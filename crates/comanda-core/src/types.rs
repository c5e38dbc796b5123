//! # Domain Types
//!
//! Core domain types used throughout Comanda.
//!
//! ## Type Hierarchy
//! ```text
//! ┌─────────────────────────────────────────────────────────────────────────┐
//! │                         Domain Types                                    │
//! │                                                                         │
//! │  ┌─────────────────┐   ┌─────────────────┐   ┌─────────────────┐       │
//! │  │    Tenant       │   │    Product      │   │      Sale       │       │
//! │  │  (restaurant)   │   │  (read model)   │   │  ─────────────  │       │
//! │  │  name, tax_id   │   │  price_cents    │   │  total_cents    │       │
//! │  │  address, phone │   │  is_active      │   │  status         │       │
//! │  └─────────────────┘   └─────────────────┘   └────────┬────────┘       │
//! │                                                        │ owns           │
//! │                         ┌──────────────────────────────┼──────────┐    │
//! │                         ▼                              ▼          │    │
//! │                 ┌───────────────┐             ┌──────────────┐    │    │
//! │                 │   SaleItem    │ owns        │   Payment    │    │    │
//! │                 │ unit_price    │────────┐    │ method       │    │    │
//! │                 │ subtotal      │        │    │ amount_cents │    │    │
//! │                 └───────────────┘        ▼    └──────────────┘    │    │
//! │                               ┌──────────────────┐                │    │
//! │                               │ SaleItemTopping  │                │    │
//! │                               │ name, price, qty │                │    │
//! │                               └──────────────────┘                │    │
//! └─────────────────────────────────────────────────────────────────────────┘
//! ```
//!
//! Every entity carries a `tenant_id` (directly or through its sale) and a
//! UUID v4 `id`. Sales and their dependents are append-only.

use chrono::{DateTime, Utc};
use serde::{Deserialize, Serialize};
use std::fmt;
use std::str::FromStr;
use ts_rs::TS;

use crate::error::ValidationError;
use crate::money::Money;

// =============================================================================
// Tenant
// =============================================================================

/// A restaurant account: the isolation boundary for all other data.
#[derive(Debug, Clone, Serialize, Deserialize, TS)]
#[cfg_attr(feature = "sqlx", derive(sqlx::FromRow))]
#[ts(export)]
pub struct Tenant {
    pub id: String,
    pub name: String,
    pub email: String,
    pub phone: Option<String>,
    pub address: Option<String>,
    pub tax_id: Option<String>,
    pub logo_url: Option<String>,
    #[ts(as = "String")]
    pub created_at: DateTime<Utc>,
    #[ts(as = "String")]
    pub updated_at: DateTime<Utc>,
}

impl Tenant {
    /// The part of the tenant printed on invoices.
    pub fn profile(&self) -> TenantProfile {
        TenantProfile {
            name: self.name.clone(),
            address: self.address.clone(),
            tax_id: self.tax_id.clone(),
            phone: self.phone.clone(),
        }
    }
}

/// Display/billing profile of a tenant.
#[derive(Debug, Clone, PartialEq, Eq, Serialize, Deserialize, TS)]
#[ts(export)]
pub struct TenantProfile {
    pub name: String,
    pub address: Option<String>,
    /// Printed as "RFC/NIT" on the invoice.
    pub tax_id: Option<String>,
    pub phone: Option<String>,
}

// =============================================================================
// Product
// =============================================================================

/// A catalog entry. Read-only for the engine; its price is authoritative.
#[derive(Debug, Clone, Serialize, Deserialize, TS)]
#[cfg_attr(feature = "sqlx", derive(sqlx::FromRow))]
#[ts(export)]
pub struct Product {
    pub id: String,
    pub tenant_id: String,
    pub category_id: Option<String>,
    pub name: String,
    pub description: Option<String>,
    /// Price in cents.
    pub price_cents: i64,
    pub image_url: Option<String>,
    /// Inactive products stay in the catalog but cannot be sold.
    pub is_active: bool,
    #[ts(as = "String")]
    pub created_at: DateTime<Utc>,
    #[ts(as = "String")]
    pub updated_at: DateTime<Utc>,
}

impl Product {
    #[inline]
    pub fn price(&self) -> Money {
        Money::from_cents(self.price_cents)
    }
}

// =============================================================================
// Sale Status
// =============================================================================

/// The status of a sale.
///
/// The engine settles immediately, so every committed sale is `Completed`.
/// `Pending` and `Cancelled` exist in the schema for adjacent flows.
#[derive(Debug, Clone, Copy, PartialEq, Eq, Serialize, Deserialize, TS)]
#[cfg_attr(feature = "sqlx", derive(sqlx::Type))]
#[cfg_attr(feature = "sqlx", sqlx(rename_all = "lowercase"))]
#[ts(export)]
#[serde(rename_all = "snake_case")]
pub enum SaleStatus {
    Pending,
    Completed,
    Cancelled,
}

impl Default for SaleStatus {
    fn default() -> Self {
        SaleStatus::Completed
    }
}

// =============================================================================
// Payment Method
// =============================================================================

/// Accepted payment methods.
#[derive(Debug, Clone, Copy, PartialEq, Eq, Hash, Serialize, Deserialize, TS)]
#[ts(export)]
#[serde(rename_all = "snake_case")]
pub enum PaymentMethod {
    Cash,
    Card,
    Transfer,
}

impl PaymentMethod {
    pub const ALL: [PaymentMethod; 3] = [
        PaymentMethod::Cash,
        PaymentMethod::Card,
        PaymentMethod::Transfer,
    ];

    /// Stored/wire representation.
    pub const fn as_str(&self) -> &'static str {
        match self {
            PaymentMethod::Cash => "cash",
            PaymentMethod::Card => "card",
            PaymentMethod::Transfer => "transfer",
        }
    }

    /// Name printed on the invoice.
    pub const fn label(&self) -> &'static str {
        match self {
            PaymentMethod::Cash => "Efectivo",
            PaymentMethod::Card => "Tarjeta",
            PaymentMethod::Transfer => "Transferencia",
        }
    }
}

impl fmt::Display for PaymentMethod {
    fn fmt(&self, f: &mut fmt::Formatter<'_>) -> fmt::Result {
        f.write_str(self.as_str())
    }
}

/// Parses the wire value, ignoring surrounding whitespace and case.
impl FromStr for PaymentMethod {
    type Err = ValidationError;

    fn from_str(s: &str) -> Result<Self, Self::Err> {
        let normalized = s.trim().to_ascii_lowercase();
        PaymentMethod::ALL
            .into_iter()
            .find(|m| m.as_str() == normalized)
            .ok_or_else(|| ValidationError::NotAllowed {
                field: "method".to_string(),
                allowed: PaymentMethod::ALL
                    .iter()
                    .map(|m| m.as_str().to_string())
                    .collect(),
            })
    }
}

// =============================================================================
// Sale
// =============================================================================

/// A committed sale.
#[derive(Debug, Clone, PartialEq, Serialize, Deserialize, TS)]
#[cfg_attr(feature = "sqlx", derive(sqlx::FromRow))]
#[ts(export)]
pub struct Sale {
    pub id: String,
    pub tenant_id: String,
    /// Cashier who rang up the sale.
    pub user_id: String,
    /// Always equals the sum of the line subtotals.
    pub total_cents: i64,
    pub status: SaleStatus,
    /// Caller-supplied retry token, unique per tenant.
    pub idempotency_key: Option<String>,
    #[ts(as = "String")]
    pub created_at: DateTime<Utc>,
    #[ts(as = "String")]
    pub updated_at: DateTime<Utc>,
}

impl Sale {
    #[inline]
    pub fn total(&self) -> Money {
        Money::from_cents(self.total_cents)
    }

    /// First eight hex characters of the id, printed as the ticket number.
    pub fn short_id(&self) -> String {
        self.id.chars().take(8).collect()
    }
}

// =============================================================================
// Sale Item
// =============================================================================

/// A line item of a sale.
///
/// Snapshot pattern: `name_snapshot` and `unit_price_cents` are copied from the
/// catalog at commit time and never follow later catalog edits.
#[derive(Debug, Clone, PartialEq, Serialize, Deserialize, TS)]
#[cfg_attr(feature = "sqlx", derive(sqlx::FromRow))]
#[ts(export)]
pub struct SaleItem {
    pub id: String,
    pub sale_id: String,
    /// Position in the submitted order, starting at 1.
    pub line_no: i64,
    pub product_id: String,
    pub name_snapshot: String,
    pub quantity: i64,
    pub unit_price_cents: i64,
    /// unit_price × quantity + Σ topping.price × topping.quantity
    pub subtotal_cents: i64,
    pub notes: Option<String>,
}

impl SaleItem {
    #[inline]
    pub fn unit_price(&self) -> Money {
        Money::from_cents(self.unit_price_cents)
    }

    #[inline]
    pub fn subtotal(&self) -> Money {
        Money::from_cents(self.subtotal_cents)
    }
}

/// An extra on a line item (e.g. "queso extra"). No catalog backing.
#[derive(Debug, Clone, PartialEq, Serialize, Deserialize, TS)]
#[cfg_attr(feature = "sqlx", derive(sqlx::FromRow))]
#[ts(export)]
pub struct SaleItemTopping {
    pub id: String,
    pub sale_item_id: String,
    pub position: i64,
    pub name: String,
    pub price_cents: i64,
    pub quantity: i64,
}

impl SaleItemTopping {
    #[inline]
    pub fn price(&self) -> Money {
        Money::from_cents(self.price_cents)
    }

    /// price × quantity, as printed on the invoice sub-line.
    pub fn line_total(&self) -> Money {
        Money::from_cents(self.price_cents.saturating_mul(self.quantity))
    }
}

// =============================================================================
// Payment
// =============================================================================

/// One split of the settlement of a sale.
#[derive(Debug, Clone, PartialEq, Serialize, Deserialize, TS)]
#[cfg_attr(feature = "sqlx", derive(sqlx::FromRow))]
#[ts(export)]
pub struct Payment {
    pub id: String,
    pub sale_id: String,
    pub position: i64,
    /// Stored as text. Written from [`PaymentMethod`], but rows are read back
    /// verbatim so values outside the enum survive a round trip.
    pub method: String,
    pub amount_cents: i64,
    /// External reference (card auth code, transfer id).
    pub reference: Option<String>,
    #[ts(as = "String")]
    pub created_at: DateTime<Utc>,
}

impl Payment {
    #[inline]
    pub fn amount(&self) -> Money {
        Money::from_cents(self.amount_cents)
    }

    /// The method as a known enum value, if it is one.
    pub fn method(&self) -> Option<PaymentMethod> {
        self.method.parse().ok()
    }
}

// =============================================================================
// Aggregates
// =============================================================================

/// A line item with its toppings, in position order.
#[derive(Debug, Clone, PartialEq, Serialize, Deserialize, TS)]
#[ts(export)]
pub struct SaleLine {
    pub item: SaleItem,
    pub toppings: Vec<SaleItemTopping>,
}

/// A sale and everything it owns, as stored.
#[derive(Debug, Clone, PartialEq, Serialize, Deserialize, TS)]
#[ts(export)]
pub struct SaleRecord {
    pub sale: Sale,
    pub lines: Vec<SaleLine>,
    pub payments: Vec<Payment>,
}

/// A sale record together with the tenant profile, fetched as one unit.
///
/// `tenant` is `None` when the profile lookup failed; the sale itself is
/// still returned.
#[derive(Debug, Clone, PartialEq, Serialize, Deserialize, TS)]
#[ts(export)]
pub struct SaleAggregate {
    pub sale: Sale,
    pub lines: Vec<SaleLine>,
    pub payments: Vec<Payment>,
    pub tenant: Option<TenantProfile>,
}

impl SaleAggregate {
    pub fn from_record(record: SaleRecord, tenant: Option<TenantProfile>) -> Self {
        SaleAggregate {
            sale: record.sale,
            lines: record.lines,
            payments: record.payments,
            tenant,
        }
    }
}

// =============================================================================
// Order Input
// =============================================================================

/// A line of a submitted order, as received from the register.
#[derive(Debug, Clone, PartialEq, Eq, Serialize, Deserialize, TS)]
#[ts(export)]
pub struct LineItemRequest {
    /// Product UUID as text; parsed and validated server-side.
    pub product_id: String,
    pub quantity: i64,
    #[serde(default)]
    pub notes: Option<String>,
    #[serde(default)]
    pub toppings: Vec<ToppingRequest>,
}

/// A topping of a submitted line. Price and quantity are taken as given.
#[derive(Debug, Clone, PartialEq, Eq, Serialize, Deserialize, TS)]
#[ts(export)]
pub struct ToppingRequest {
    pub name: String,
    pub price_cents: i64,
    pub quantity: i64,
}

/// A payment split of a submitted order.
#[derive(Debug, Clone, PartialEq, Eq, Serialize, Deserialize, TS)]
#[ts(export)]
pub struct PaymentRequest {
    /// "cash", "card" or "transfer".
    pub method: String,
    pub amount_cents: i64,
    #[serde(default)]
    pub reference: Option<String>,
}

// =============================================================================
// Unit Tests
// =============================================================================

***

◆ Directions for this task: Check the records above and copy each line that has the string "phone".

◆ Answer space:
//! │  │  address, phone │   │  is_active      │   │  status         │       │
    pub phone: Option<String>,
            phone: self.phone.clone(),
    pub phone: Option<String>,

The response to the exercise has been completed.